Ils étaient nombreux à fouler le macadam pour dénoncer le banditisme et la mauvaise gouvernance du Premier ministre Ariel Henry. Barricades de pneus enflammés, assauts contre des lieux publics, sont entre autres ce qu’on a pu remarquer dans plusieurs artères du pays.
Vers les 10 heures, l’autoroute de Delmas a été paralysée. Au niveau de Delmas 43, des barricades de pneus enflammés ont été constatées.

Au niveau de Lalue, département de l’Ouest, des barricades de pneus enflammés, de pierres et de détritus ont été dressées par des protestataires.
Au niveau de Pétion-Ville principalement, des protestataires ont lancé des pierres contre les véhicules de la police.
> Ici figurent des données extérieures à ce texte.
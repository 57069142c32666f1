//! Simulation harness
//!
//! Owns every piece of mutable run state: the seeded random source, the three
//! populations, the wind model and the extrema tracker. One call to
//! [`Simulation::advance`] is one tick; [`Simulation::run`] plays the whole
//! configured run.

use std::collections::BTreeMap;

use nalgebra::Vector2;
use rand::SeedableRng;
use rand_chacha::ChaCha8Rng;
use serde::Serialize;
use tracing::{debug, info, warn};

use crate::config::SimConfig;
use crate::extrema::{Extrema, ExtremaTracker};
use crate::fragmentation::{ConicalBurst, FragmentationRule};
use crate::integrator::step;
use crate::population::{launch_range, ConeAxis, Population};
use crate::sampler::{EruptionParameterSample, ParameterSampler};
use crate::state::{EntityState, Species};
use crate::wind::{heading_deg, WindModel};
use crate::{EjectaError, Result};

/// Progress is logged once per this many frames
pub const PROGRESS_EVERY_FRAMES: u64 = 50;

/// Margin added to the farthest rock to suggest a safe distance [m]
pub const SAFE_DISTANCE_MARGIN: f64 = 500.0;

/// State after one tick
#[derive(Debug, Clone, PartialEq, Serialize)]
pub struct TickSnapshot {
    /// Ticks completed so far
    pub tick: u64,
    /// Simulated time [s]
    pub time_s: f64,
    /// Wind applied during this tick
    pub wind: Vector2<f64>,
    pub counts: BTreeMap<Species, usize>,
    pub fragmentation_events: usize,
    pub ground_contacts: usize,
}

#[derive(Debug, Clone, PartialEq, Serialize)]
pub struct SpeciesSummary {
    pub species: Species,
    pub count: usize,
    pub split_count: usize,
    pub max_altitude: Option<f64>,
    pub extrema: Option<Extrema>,
}

/// End-of-run report
#[derive(Debug, Clone, PartialEq, Serialize)]
pub struct RunSummary {
    pub seed: u64,
    pub ticks: u64,
    pub simulated_time_s: f64,
    /// Vent exit velocity after discharge scaling [m/s]
    pub exit_velocity: f64,
    pub parameters: EruptionParameterSample,
    pub wind: Vector2<f64>,
    pub wind_speed: f64,
    pub wind_heading_deg: f64,
    pub species: Vec<SpeciesSummary>,
    pub fragmentation_events: usize,
    pub rock_impact_speeds: Vec<f64>,
    pub max_rock_distance: f64,
    pub max_particle_distance: f64,
    pub safe_distance_m: f64,
}

impl RunSummary {
    pub fn species(&self, species: Species) -> Option<&SpeciesSummary> {
        self.species.iter().find(|s| s.species == species)
    }
}

pub struct Simulation {
    config: SimConfig,
    rng: ChaCha8Rng,
    parameters: EruptionParameterSample,
    exit_velocity: f64,
    wind: WindModel,
    rule: Box<dyn FragmentationRule>,
    populations: Vec<Population>,
    tracker: ExtremaTracker,
    tick: u64,
    fragmentation_events: usize,
}

impl Simulation {
    pub fn new(config: SimConfig) -> Result<Self> {
        let rule = ConicalBurst::new(&config.fragmentation, config.gravity)?;
        Self::with_rule(config, Box::new(rule))
    }

    /// Build a simulation that fragments with a custom rule
    pub fn with_rule(config: SimConfig, rule: Box<dyn FragmentationRule>) -> Result<Self> {
        config.validate()?;
        let mut rng = ChaCha8Rng::seed_from_u64(config.seed);

        let parameters = ParameterSampler::default().sample(config.sample_count, &mut rng)?;
        let exit_velocity = if config.scale_launch_by_discharge {
            config.exit_velocity * parameters.discharge_ratio()
        } else {
            config.exit_velocity
        };

        let mut wind = WindModel::new(config.wind.mode, config.wind.speed_range)?;
        let initial_wind = wind.begin_run(&mut rng);

        let mut populations = Vec::with_capacity(Species::ALL.len());
        for species in Species::ALL {
            let params = config.species(species).clone();
            let speed_range = launch_range(&params, exit_velocity, &config.air)?;
            let count = params.count;
            populations.push(Population::spawn(
                species,
                params,
                count,
                config.vent(),
                speed_range,
                config.cone_half_angle(),
                ConeAxis::Vertical,
                &mut rng,
            )?);
        }

        let mut tracker = ExtremaTracker::new();
        for population in &populations {
            tracker.observe(population, &[]);
        }

        info!(
            seed = config.seed,
            exit_velocity,
            wind_speed = initial_wind.norm(),
            ticks = config.total_ticks(),
            "simulation initialised"
        );

        Ok(Self {
            config,
            rng,
            parameters,
            exit_velocity,
            wind,
            rule,
            populations,
            tracker,
            tick: 0,
            fragmentation_events: 0,
        })
    }

    pub fn config(&self) -> &SimConfig {
        &self.config
    }

    pub fn parameters(&self) -> &EruptionParameterSample {
        &self.parameters
    }

    pub fn exit_velocity(&self) -> f64 {
        self.exit_velocity
    }

    pub fn tick(&self) -> u64 {
        self.tick
    }

    pub fn time(&self) -> f64 {
        self.tick as f64 * self.config.dt
    }

    pub fn wind(&self) -> Vector2<f64> {
        self.wind.current()
    }

    pub fn is_finished(&self) -> bool {
        self.tick >= self.config.total_ticks()
    }

    pub fn fragmentation_events(&self) -> usize {
        self.fragmentation_events
    }

    pub fn population(&self, species: Species) -> Option<&Population> {
        self.populations.iter().find(|p| p.species() == species)
    }

    pub fn populations(&self) -> &[Population] {
        &self.populations
    }

    /// Snapshot of every live entity of a species
    pub fn current_state(&self, species: Species) -> Vec<EntityState> {
        self.population(species)
            .map(Population::current_state)
            .unwrap_or_default()
    }

    pub fn tracker(&self) -> &ExtremaTracker {
        &self.tracker
    }

    pub fn extrema(&self, species: Species) -> Option<Extrema> {
        self.tracker.extrema(species)
    }

    /// Advance every population by one tick
    pub fn advance(&mut self) -> Result<TickSnapshot> {
        let wind = self.wind.tick(&mut self.rng);
        let step_config = self.config.step_config();

        let mut counts = BTreeMap::new();
        let mut fragmentation_events = 0;
        let mut ground_contacts = 0;

        for population in self.populations.iter_mut() {
            let report = step(
                population,
                &wind,
                &step_config,
                self.rule.as_ref(),
                &mut self.rng,
            )?;

            if !population.all_finite() {
                return Err(EjectaError::NonFiniteState {
                    species: population.species(),
                    tick: self.tick,
                });
            }

            self.tracker.observe(population, &report.contacts);
            fragmentation_events += report.fragmentation_events;
            ground_contacts += report.contacts.len();
            counts.insert(population.species(), population.len());
        }

        self.fragmentation_events += fragmentation_events;
        self.tick += 1;

        if fragmentation_events > 0 {
            debug!(
                tick = self.tick,
                events = fragmentation_events,
                "fragments spawned"
            );
        }

        Ok(TickSnapshot {
            tick: self.tick,
            time_s: self.time(),
            wind,
            counts,
            fragmentation_events,
            ground_contacts,
        })
    }

    /// Play the remaining ticks of the configured run
    pub fn run(&mut self) -> Result<RunSummary> {
        let total = self.config.total_ticks();
        let steps_per_frame = self.config.steps_per_frame;

        while self.tick < total {
            if let Err(err) = self.advance() {
                warn!(tick = self.tick, %err, "run aborted");
                return Err(err);
            }

            if self.tick % steps_per_frame == 0 {
                let frame = self.tick / steps_per_frame;
                if frame % PROGRESS_EVERY_FRAMES == 0 {
                    info!(
                        frame,
                        total_frames = self.config.total_frames,
                        max_rock_distance = self.tracker.max_distance(Species::Rock),
                        fragmentation_events = self.fragmentation_events,
                        "progress"
                    );
                }
            }
        }

        let summary = self.summary();
        info!(
            ticks = summary.ticks,
            max_rock_distance = summary.max_rock_distance,
            max_particle_distance = summary.max_particle_distance,
            safe_distance = summary.safe_distance_m,
            "run complete"
        );
        Ok(summary)
    }

    pub fn summary(&self) -> RunSummary {
        let wind = self.wind.current();
        let species = self
            .populations
            .iter()
            .map(|population| SpeciesSummary {
                species: population.species(),
                count: population.len(),
                split_count: population.split_count(),
                max_altitude: population.max_altitude(),
                extrema: self.tracker.extrema(population.species()),
            })
            .collect();

        let max_rock_distance = self.tracker.max_distance(Species::Rock);

        RunSummary {
            seed: self.config.seed,
            ticks: self.tick,
            simulated_time_s: self.time(),
            exit_velocity: self.exit_velocity,
            parameters: self.parameters.clone(),
            wind,
            wind_speed: wind.norm(),
            wind_heading_deg: heading_deg(&wind),
            species,
            fragmentation_events: self.fragmentation_events,
            rock_impact_speeds: self
                .tracker
                .impact_speeds(Species::Rock)
                .into_iter()
                .map(|(_, speed)| speed)
                .collect(),
            max_rock_distance,
            max_particle_distance: self.tracker.max_distance(Species::Particle),
            safe_distance_m: max_rock_distance + SAFE_DISTANCE_MARGIN,
        }
    }
}
//! Eruption Report Example
//!
//! Samples eruption conditions, plays one short run frame by frame and prints
//! the dispersal extremes, then repeats the run over a small trial batch.

use ejecta_sim::monte_carlo::{run_trials, summarize_trials};
use ejecta_sim::{ParameterName, SimConfig, Simulation, Species, WindMode};

fn main() -> ejecta_sim::Result<()> {
    println!("Running volcanic ejecta dispersal...\n");

    let mut config = SimConfig {
        total_frames: 60,
        steps_per_frame: 50,
        scale_launch_by_discharge: true,
        ..SimConfig::default()
    };
    config.wind.mode = WindMode::PerRun;

    let mut sim = Simulation::new(config.clone())?;

    println!("Sampled eruption parameters (n = {}):", sim.parameters().n);
    for (name, estimate) in &sim.parameters().estimates {
        match estimate.std_dev {
            Some(std) => println!("  {name}: {:.3} +/- {:.3}", estimate.mean, std),
            None => println!("  {name}: {:.3}", estimate.mean),
        }
    }
    println!(
        "  effective exit velocity: {:.1} m/s (discharge {:.3e} kg/s)",
        sim.exit_velocity(),
        sim.parameters()
            .mean(ParameterName::MassDischargeRate)
            .unwrap_or_default()
    );
    println!();

    // Frame loop, as a renderer would drive it
    for frame in 0..config.total_frames {
        let mut snapshot = None;
        for _ in 0..config.steps_per_frame {
            snapshot = Some(sim.advance()?);
        }
        if let Some(snapshot) = snapshot {
            if frame % 10 == 0 {
                println!(
                    "  frame {:>3}  t = {:>6.1} s  particles {:>4}  rock distance {:>7.1} m",
                    frame,
                    snapshot.time_s,
                    snapshot.counts[&Species::Particle],
                    sim.tracker().max_distance(Species::Rock)
                );
            }
        }
    }

    let summary = sim.summary();
    println!("\nResults:");
    for species in &summary.species {
        if let Some(extrema) = species.extrema {
            println!(
                "  {:<8} max distance {:>8.1} m at ({:.0}, {:.0}, {:.0})",
                species.species.label(),
                extrema.max_distance,
                extrema.owner_position.x,
                extrema.owner_position.y,
                extrema.owner_position.z
            );
        }
    }
    println!("  rocks landed: {}", summary.rock_impact_speeds.len());
    println!(
        "  suggested safe distance: {:.0} m",
        summary.safe_distance_m
    );

    let batch = SimConfig {
        total_frames: 20,
        ..config
    };
    let records = run_trials(&batch, 10)?;
    let trials = summarize_trials(&batch, &records);
    println!(
        "\n10 trials: rock distance {:.1} +/- {:.1} m, safe distance {:.0} m",
        trials.mean_max_rock_distance, trials.std_max_rock_distance, trials.safe_distance_m
    );

    Ok(())
}
use serde::Serialize;
use tracing::info;

use crate::config::SimConfig;
use crate::sampler::{mean, std_dev};
use crate::sim::{Simulation, SAFE_DISTANCE_MARGIN};
use crate::state::Species;
use crate::{invalid, Result};

#[derive(Clone, Debug, PartialEq, Serialize)]
pub struct TrialRecord {
    pub run_id: usize,
    pub seed: u64,
    pub exit_velocity: f64,
    pub wind_speed: f64,
    pub max_particle_distance: f64,
    pub max_rock_distance: f64,
    /// Impact speed of the farthest rock, if it landed
    pub rock_impact_speed: Option<f64>,
    pub fragmentation_events: usize,
}

#[derive(Clone, Debug, PartialEq, Serialize)]
pub struct TrialSummary {
    pub n_runs: usize,
    pub base_seed: u64,
    pub mean_max_particle_distance: f64,
    pub std_max_particle_distance: f64,
    pub mean_max_rock_distance: f64,
    pub std_max_rock_distance: f64,
    /// Runs whose farthest rock landed before the end of the run
    pub landed_runs: usize,
    pub mean_rock_impact_speed: Option<f64>,
    pub std_rock_impact_speed: Option<f64>,
    pub max_rock_distance: f64,
    pub safe_distance_m: f64,
}

/// Seed of run `run_id` in a batch built on `base`
pub fn trial_seed(base: &SimConfig, run_id: usize) -> u64 {
    base.seed.wrapping_add(run_id as u64)
}

/// Run `runs` independent simulations that differ only in their seed
pub fn run_trials(base: &SimConfig, runs: usize) -> Result<Vec<TrialRecord>> {
    if runs == 0 {
        return Err(invalid("trial count must be greater than zero"));
    }
    base.validate()?;

    let mut records = Vec::with_capacity(runs);
    for run_id in 0..runs {
        let seed = trial_seed(base, run_id);
        let config = SimConfig {
            seed,
            ..base.clone()
        };
        let mut sim = Simulation::new(config)?;
        let summary = sim.run()?;

        let rock = sim.extrema(Species::Rock);
        records.push(TrialRecord {
            run_id,
            seed,
            exit_velocity: summary.exit_velocity,
            wind_speed: summary.wind_speed,
            max_particle_distance: summary.max_particle_distance,
            max_rock_distance: summary.max_rock_distance,
            rock_impact_speed: rock.and_then(|e| e.impact_speed),
            fragmentation_events: summary.fragmentation_events,
        });
    }

    info!(runs, base_seed = base.seed, "trial batch complete");
    Ok(records)
}

pub fn summarize_trials(base: &SimConfig, records: &[TrialRecord]) -> TrialSummary {
    let particle: Vec<f64> = records.iter().map(|r| r.max_particle_distance).collect();
    let rock: Vec<f64> = records.iter().map(|r| r.max_rock_distance).collect();
    let impacts: Vec<f64> = records.iter().filter_map(|r| r.rock_impact_speed).collect();

    let particle_mean = mean(&particle);
    let rock_mean = mean(&rock);
    let (impact_mean, impact_std) = if impacts.is_empty() {
        (None, None)
    } else {
        let m = mean(&impacts);
        (Some(m), Some(std_dev(&impacts, m)))
    };
    let max_rock_distance = rock.iter().copied().fold(0.0, f64::max);

    TrialSummary {
        n_runs: records.len(),
        base_seed: base.seed,
        mean_max_particle_distance: particle_mean,
        std_max_particle_distance: std_dev(&particle, particle_mean),
        mean_max_rock_distance: rock_mean,
        std_max_rock_distance: std_dev(&rock, rock_mean),
        landed_runs: impacts.len(),
        mean_rock_impact_speed: impact_mean,
        std_rock_impact_speed: impact_std,
        max_rock_distance,
        safe_distance_m: max_rock_distance + SAFE_DISTANCE_MARGIN,
    }
}

#[cfg(test)]
mod tests {
    use super::*;

    fn tiny() -> SimConfig {
        SimConfig {
            steps_per_frame: 5,
            total_frames: 4,
            sample_count: 50,
            ..SimConfig::default()
        }
    }

    fn record(run_id: usize, particle: f64, rock: f64, impact: Option<f64>) -> TrialRecord {
        TrialRecord {
            run_id,
            seed: run_id as u64,
            exit_velocity: 800.0,
            wind_speed: 20.0,
            max_particle_distance: particle,
            max_rock_distance: rock,
            rock_impact_speed: impact,
            fragmentation_events: 0,
        }
    }

    #[test]
    fn test_trials_use_consecutive_seeds() {
        let base = tiny();
        let records = run_trials(&base, 3).expect("trials should run");
        assert_eq!(records.len(), 3);
        for (run_id, record) in records.iter().enumerate() {
            assert_eq!(record.run_id, run_id);
            assert_eq!(record.seed, base.seed + run_id as u64);
            assert!(record.max_rock_distance >= 0.0);
        }
        assert_ne!(records[0].wind_speed, records[1].wind_speed);
    }

    #[test]
    fn test_zero_trials_is_rejected() {
        assert!(run_trials(&tiny(), 0).is_err());
    }

    #[test]
    fn test_summary_statistics() {
        let records = vec![
            record(0, 100.0, 1_000.0, Some(200.0)),
            record(1, 300.0, 3_000.0, None),
            record(2, 200.0, 2_000.0, Some(400.0)),
        ];
        let summary = summarize_trials(&tiny(), &records);

        assert_eq!(summary.n_runs, 3);
        assert!((summary.mean_max_particle_distance - 200.0).abs() < 1e-9);
        assert!((summary.mean_max_rock_distance - 2_000.0).abs() < 1e-9);
        let expected_std = (2.0_f64 / 3.0).sqrt() * 1_000.0;
        assert!((summary.std_max_rock_distance - expected_std).abs() < 1e-9);
        assert_eq!(summary.landed_runs, 2);
        assert_eq!(summary.mean_rock_impact_speed, Some(300.0));
        assert_eq!(summary.std_rock_impact_speed, Some(100.0));
        assert_eq!(summary.safe_distance_m, 3_500.0);
    }

    #[test]
    fn test_summary_without_landings() {
        let records = vec![record(0, 10.0, 20.0, None)];
        let summary = summarize_trials(&tiny(), &records);
        assert_eq!(summary.landed_runs, 0);
        assert!(summary.mean_rock_impact_speed.is_none());
    }
}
Au niveau de la Route de Frère, au carrefour de la rue Jeanty, des pneus enflammés ont été aussi remarqués.
Prenant au sérieux les menaces des chefs du parti Pitit Dessalines contre les institutions bancaires, la Police nationale d’Haïti (PNH) a pris des dispositions pour protéger les succursales des banques au niveau de Port-au-Prince, Delmas et Pétion-Ville. Les policiers ont bloqué toutes les voies d’accès des banques.

Dans le Nord, en particulier au Cap-Haïtien, la mobilisation a pris un essor considérable. Toutes les activités y compris le secteur informel étaient paralysées, ont rapporté des collègues d’une station sœur.
Dans le département du Sud, des milliers de personnes ont aussi gagné les rues pour la même cause. Des journalistes de PressHaiti ont confirmé que les manifestants aux Cayes et à Aquin étaient très nombreux.
Paradoxalement, aux Gonaïves, la manifestation était plus ou moins pacifique. Les marchés publics ont pu fonctionner timidement, néanmoins, les banques ont baissé leurs rideaux de fer.
Le Centre était aussi surchauffé, surtout au niveau de Maussade. Des milliers de protestataires étaient dans les rues contre la vie chère.
Par contre, le gouvernement garde son mutisme tandis que la police nationale cherchait par tous les moyens à éviter le pire. De son côté, le chef du gouvernement a laissé le pays pour la Floride sans piper mot sur la conjoncture.